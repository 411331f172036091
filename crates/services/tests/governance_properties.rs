// Path: crates/services/tests/governance_properties.rs
//! Property tests over the public governance API.

use agora_api::bank::BankKeeper;
use agora_services::bank::StateBank;
use agora_services::governance::{DepositParams, GovernanceModule, SubmitProposalParams, VoteParams};
use agora_services::staking::ValidatorSetPower;
use agora_state::prelude::*;
use agora_test_utils::fixtures::{account, ctx_at, genesis_state, test_params, text_content};
use agora_types::app::{AccountId, VoteOption};
use proptest::prelude::*;
use std::sync::Arc;

const T0: u64 = 1_000;
const FUNDS: u64 = 10_000;

fn module(min_deposit: u64) -> GovernanceModule {
    GovernanceModule::new(
        test_params(min_deposit),
        Arc::new(StateBank::new()),
        Arc::new(ValidatorSetPower::new()),
    )
}

fn funded_state(weights: &[(AccountId, u64)]) -> MemoryStateManager {
    let balances: Vec<_> = (1..=5).map(|n| (account(n), FUNDS)).collect();
    genesis_state(&balances, weights).unwrap()
}

fn option_strategy() -> impl Strategy<Value = VoteOption> {
    prop_oneof![
        Just(VoteOption::Yes),
        Just(VoteOption::Abstain),
        Just(VoteOption::No),
        Just(VoteOption::NoWithVeto),
    ]
}

fn cast(gov: &GovernanceModule, state: &mut MemoryStateManager, id: u64, who: u8, option: VoteOption) {
    gov.vote(
        state,
        VoteParams {
            proposal_id: id,
            option: option.tag(),
        },
        &ctx_at(T0, account(who)),
    )
    .unwrap();
}

proptest! {
    #[test]
    fn test_zero_power_votes_do_not_change_the_tally(
        weights in proptest::collection::vec(1u64..1_000, 3),
        options in proptest::collection::vec(option_strategy(), 3),
        powerless in proptest::collection::vec(option_strategy(), 2),
    ) {
        let weights: Vec<_> = weights
            .iter()
            .enumerate()
            .map(|(i, w)| (account(i as u8 + 1), *w))
            .collect();
        let mut state = funded_state(&weights);
        let gov = module(0);
        let id = gov
            .submit_proposal(
                &mut state,
                SubmitProposalParams { content: text_content("Prop"), initial_deposit: 0 },
                &ctx_at(T0, account(1)),
            )
            .unwrap();
        for (i, option) in options.iter().enumerate() {
            cast(&gov, &mut state, id, i as u8 + 1, *option);
        }
        let before = gov.tally(&state, id).unwrap();

        // Accounts 4 and 5 hold no voting power.
        for (i, option) in powerless.iter().enumerate() {
            cast(&gov, &mut state, id, i as u8 + 4, *option);
        }
        prop_assert_eq!(gov.get_votes(&state, id).unwrap().len(), 5);
        prop_assert_eq!(gov.tally(&state, id).unwrap(), before);
    }

    #[test]
    fn test_deposits_and_refunds_conserve_balances(
        deposits in proptest::collection::vec((1u8..=3, 1u64..4_000), 1..8),
    ) {
        let mut state = funded_state(&[(account(1), 1)]);
        let gov = module(1_000_000);
        let bank = StateBank::new();
        let id = gov
            .submit_proposal(
                &mut state,
                SubmitProposalParams { content: text_content("Fund"), initial_deposit: 0 },
                &ctx_at(T0, account(1)),
            )
            .unwrap();

        let supply = |state: &MemoryStateManager| -> u64 {
            (1..=3).map(|n| bank.balance(state, &account(n)).unwrap()).sum::<u64>()
                + bank.balance(state, gov.module_account()).unwrap()
        };

        let mut escrowed = 0u64;
        for (who, amount) in deposits {
            let before = state.clone();
            match gov.deposit(
                &mut state,
                DepositParams { proposal_id: id, amount },
                &ctx_at(T0 + 1, account(who)),
            ) {
                Ok(_) => escrowed += amount,
                Err(_) => prop_assert_eq!(&state, &before),
            }
            prop_assert_eq!(supply(&state), 3 * FUNDS);
            let total = gov.get_proposal(&state, id).unwrap().unwrap().total_deposit;
            prop_assert_eq!(total, escrowed);
        }

        prop_assert_eq!(gov.refund_deposits(&mut state, id).unwrap(), escrowed);
        for n in 1..=3 {
            prop_assert_eq!(bank.balance(&state, &account(n)).unwrap(), FUNDS);
        }
        prop_assert_eq!(bank.balance(&state, gov.module_account()).unwrap(), 0);
    }

    #[test]
    fn test_voting_period_opens_on_the_crossing_deposit(
        min_deposit in 1u64..5_000,
        deposits in proptest::collection::vec((1u8..=3, 1u64..1_500), 1..10),
    ) {
        let mut state = funded_state(&[(account(1), 1)]);
        let gov = module(min_deposit);
        let id = gov
            .submit_proposal(
                &mut state,
                SubmitProposalParams { content: text_content("Fund"), initial_deposit: 0 },
                &ctx_at(T0, account(1)),
            )
            .unwrap();

        let crossing = deposits
            .iter()
            .scan(0u64, |sum, (_, amount)| {
                *sum += amount;
                Some(*sum)
            })
            .position(|sum| sum >= min_deposit);

        let mut activations = Vec::new();
        for (i, (who, amount)) in deposits.iter().enumerate() {
            let result = gov.deposit(
                &mut state,
                DepositParams { proposal_id: id, amount: *amount },
                &ctx_at(T0 + 1, account(*who)),
            );
            match crossing {
                Some(c) if i > c => prop_assert!(result.is_err()),
                _ => {
                    if result.unwrap() {
                        activations.push(i);
                    }
                }
            }
        }
        prop_assert_eq!(activations.first().copied(), crossing);
        prop_assert!(activations.len() <= 1);
    }
}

* **Your goal**
Copy out only the lines above from the one with "use agora_services::bank::StateBank;" to the one with "use proptest::prelude::*;", inclusive, exactly as they stand.

* **Solution below**
use agora_services::bank::StateBank;
use agora_services::governance::{DepositParams, GovernanceModule, SubmitProposalParams, VoteParams};
use agora_services::staking::ValidatorSetPower;
use agora_state::prelude::*;
use agora_test_utils::fixtures::{account, ctx_at, genesis_state, test_params, text_content};
use agora_types::app::{AccountId, VoteOption};
use proptest::prelude::*;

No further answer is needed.